Underneath the Numbers: Quantitative and Qualitative Gender Fairness in LLMs for Depression Prediction

2406.08183

Published 6/17/2024 by Micol Spitale, Jiaee Cheong, Hatice Gunes

Underneath the Numbers: Quantitative and Qualitative Gender Fairness in LLMs for Depression Prediction

Abstract

Recent studies show bias in many machine learning models for depression detection, but bias in LLMs for this task remains unexplored. This work presents the first attempt to investigate the degree of gender bias present in existing LLMs (ChatGPT, LLaMA 2, and Bard) using both quantitative and qualitative approaches. From our quantitative evaluation, we found that ChatGPT performs the best across various performance metrics and LLaMA 2 outperforms other LLMs in terms of group fairness metrics. As qualitative fairness evaluation remains an open research question we propose several strategies (e.g., word count, thematic analysis) to investigate whether and how a qualitative evaluation can provide valuable insights for bias analysis beyond what is possible with quantitative evaluation. We found that ChatGPT consistently provides a more comprehensive, well-reasoned explanation for its prediction compared to LLaMA 2. We have also identified several themes adopted by LLMs to qualitatively evaluate gender fairness. We hope our results can be used as a stepping stone towards future attempts at improving qualitative evaluation of fairness for LLMs especially for high-stakes tasks such as depression detection.

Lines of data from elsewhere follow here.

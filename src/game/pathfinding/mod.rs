mod systems;

// ============================================================================
// PUBLIC API
// ============================================================================

pub use systems::update_pursuit_field;

use bevy::prelude::*;
use crate::game::simulation::{ClockId, SimScheduleExt, SimSet};

/// Keeps the pursuit field centred on the player.
///
/// The field itself lives in `structures`; this plugin only schedules its
/// rebuild at the start of the gameplay phase.
pub struct PathfindingPlugin;

impl Plugin for PathfindingPlugin {
    fn build(&self, app: &mut App) {
        app.add_ticked_sim_systems(SimSet::Gameplay, ClockId::RUNNING, update_pursuit_field);
    }
}
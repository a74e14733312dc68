use bevy::prelude::*;

/// Health reached zero. `direction` is the entity's last movement direction.
#[derive(Event, Message, Debug, Clone, Copy)]
pub struct DeathEvent {
    pub entity: Entity,
    pub direction: Vec2,
}

#[derive(Event, Message, Debug, Clone, Copy)]
pub struct LevelUpEvent {
    pub entity: Entity,
    pub level: u32,
}
use bevy::log::LogPlugin;
use bevy::prelude::*;
use bevy::window::WindowResolution;
use std::fs;
use std::io;
use std::path::{Path, PathBuf};
use tracing_appender::non_blocking::WorkerGuard;
use tracing_subscriber::{fmt, layer::SubscriberExt, util::SubscriberInitExt, EnvFilter};

use horde::game::config::{ConfigError, InitialConfig, INITIAL_CONFIG_PATH};
use horde::game::GamePlugin;

const LOG_PREFIX: &str = "horde_";
const DEFAULT_FILTER: &str = "wgpu=error,bevy_render=info,bevy_ecs=info,horde=info";

/// An open run log. Dropping the guard flushes the background writer.
struct RunLog {
    path: PathBuf,
    _guard: WorkerGuard,
}

/// Installs the global subscriber: stdout plus one file per run in `dir`.
///
/// Older run logs beyond `keep` (counting the new one) are removed first.
fn init_logging(dir: &Path, keep: usize) -> io::Result<RunLog> {
    fs::create_dir_all(dir)?;
    if let Err(err) = prune_run_logs(dir, keep.saturating_sub(1)) {
        eprintln!("Could not prune old logs in '{}': {}", dir.display(), err);
    }

    let file_name = format!("{}{}.log", LOG_PREFIX, chrono::Local::now().format("%Y%m%d_%H%M%S"));
    let (writer, guard) = tracing_appender::non_blocking(tracing_appender::rolling::never(dir, &file_name));

    let filter = EnvFilter::try_from_default_env().unwrap_or_else(|_| EnvFilter::new(DEFAULT_FILTER));
    tracing_subscriber::registry()
        .with(filter)
        .with(fmt::layer().with_writer(writer).with_ansi(false))
        .with(fmt::layer().with_writer(io::stdout).with_target(false))
        .init();

    Ok(RunLog { path: dir.join(file_name), _guard: guard })
}

/// Timestamped names sort chronologically, so the oldest come first.
fn prune_run_logs(dir: &Path, keep: usize) -> io::Result<()> {
    let mut logs: Vec<PathBuf> = fs::read_dir(dir)?
        .filter_map(|entry| entry.ok().map(|e| e.path()))
        .filter(|path| {
            path.file_name()
                .and_then(|name| name.to_str())
                .is_some_and(|name| name.starts_with(LOG_PREFIX) && name.ends_with(".log"))
        })
        .collect();
    logs.sort();

    let excess = logs.len().saturating_sub(keep);
    for stale in &logs[..excess] {
        fs::remove_file(stale)?;
    }
    Ok(())
}

fn main() {
    // Read before logging exists; a failure is reported once the subscriber is up.
    let (config, config_error): (InitialConfig, Option<ConfigError>) = match InitialConfig::load(INITIAL_CONFIG_PATH) {
        Ok(config) => (config, None),
        Err(err) => (InitialConfig::default(), Some(err)),
    };

    let run_log = match init_logging(Path::new(&config.log_dir), config.log_files_kept) {
        Ok(run_log) => run_log,
        Err(err) => {
            eprintln!("Could not set up logging in '{}': {}", config.log_dir, err);
            std::process::exit(1);
        }
    };

    if let Some(err) = config_error {
        error!("[CONFIG] {}", err);
        error!("[CONFIG] Using default InitialConfig");
    } else {
        info!("[CONFIG] Loaded initial config from {}", INITIAL_CONFIG_PATH);
    }
    info!("[MAIN] Logging to {}", run_log.path.display());

    App::new()
        .add_plugins(
            DefaultPlugins
                .set(WindowPlugin {
                    primary_window: Some(Window {
                        title: "Horde".into(),
                        resolution: WindowResolution::new(1280, 720),
                        resizable: true,
                        ..default()
                    }),
                    ..default()
                })
                .build()
                .disable::<LogPlugin>(),
        )
        .insert_resource(config)
        .add_plugins(GamePlugin)
        .run();
}

#[cfg(test)]
mod tests {
    use super::*;

    #[test]
    fn test_prune_keeps_newest_run_logs_only() {
        let dir = std::env::temp_dir().join(format!("horde_prune_{}", std::process::id()));
        fs::create_dir_all(&dir).unwrap();
        for stamp in ["20240101_000000", "20240102_000000", "20240103_000000"] {
            fs::write(dir.join(format!("{}{}.log", LOG_PREFIX, stamp)), "").unwrap();
        }
        fs::write(dir.join("notes.log"), "").unwrap();

        prune_run_logs(&dir, 2).unwrap();

        let mut left: Vec<String> = fs::read_dir(&dir)
            .unwrap()
            .map(|e| e.unwrap().file_name().to_string_lossy().into_owned())
            .collect();
        left.sort();
        fs::remove_dir_all(&dir).unwrap();

        assert_eq!(left, vec!["horde_20240102_000000.log", "horde_20240103_000000.log", "notes.log"]);
    }
}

Create account to get full access

Overview

This paper examines the quantitative and qualitative aspects of gender fairness in large language models (LLMs) used for predicting depression.
The researchers assessed the performance of various LLMs on a dataset of depression assessments, focusing on differences in model outputs between genders.
They also conducted interviews to understand the perspectives of users on the gender fairness of the model predictions.

Plain English Explanation

The paper looks at how well large language models, which are powerful AI systems that can generate human-like text, handle the task of predicting whether someone is experiencing depression. Specifically, the researchers wanted to see if the models treat people of different genders fairly.

To do this, they tested the models on a dataset of depression assessments and checked if the models' predictions were equally accurate for people of different genders. They also talked to users to get their thoughts on how fair and unbiased the model predictions were.

The key findings are that while the models may perform similarly in quantitative metrics like accuracy, there can still be qualitative differences in how the models treat people of different genders. The interviews revealed that users had concerns about the gender fairness of the model outputs, even when the numerical performance seemed equal.

This suggests that simply looking at the numbers isn't enough to fully evaluate the fairness of these AI systems. We also need to understand the nuances and lived experiences of the people using them. This paper provides important insights into going beyond just the statistics to understand the human side of algorithmic fairness.

Technical Explanation

The researchers evaluated the gender fairness of large language models (LLMs) in the context of predicting depression. They used a dataset of depression assessments and tested the performance of various LLMs, including GPT-3, BERT, and T5.

The quantitative analysis examined model accuracy, F1-score, and other standard metrics, comparing the results for male and female participants. While the models generally performed similarly across genders, the researchers found some differences in the magnitude and direction of errors.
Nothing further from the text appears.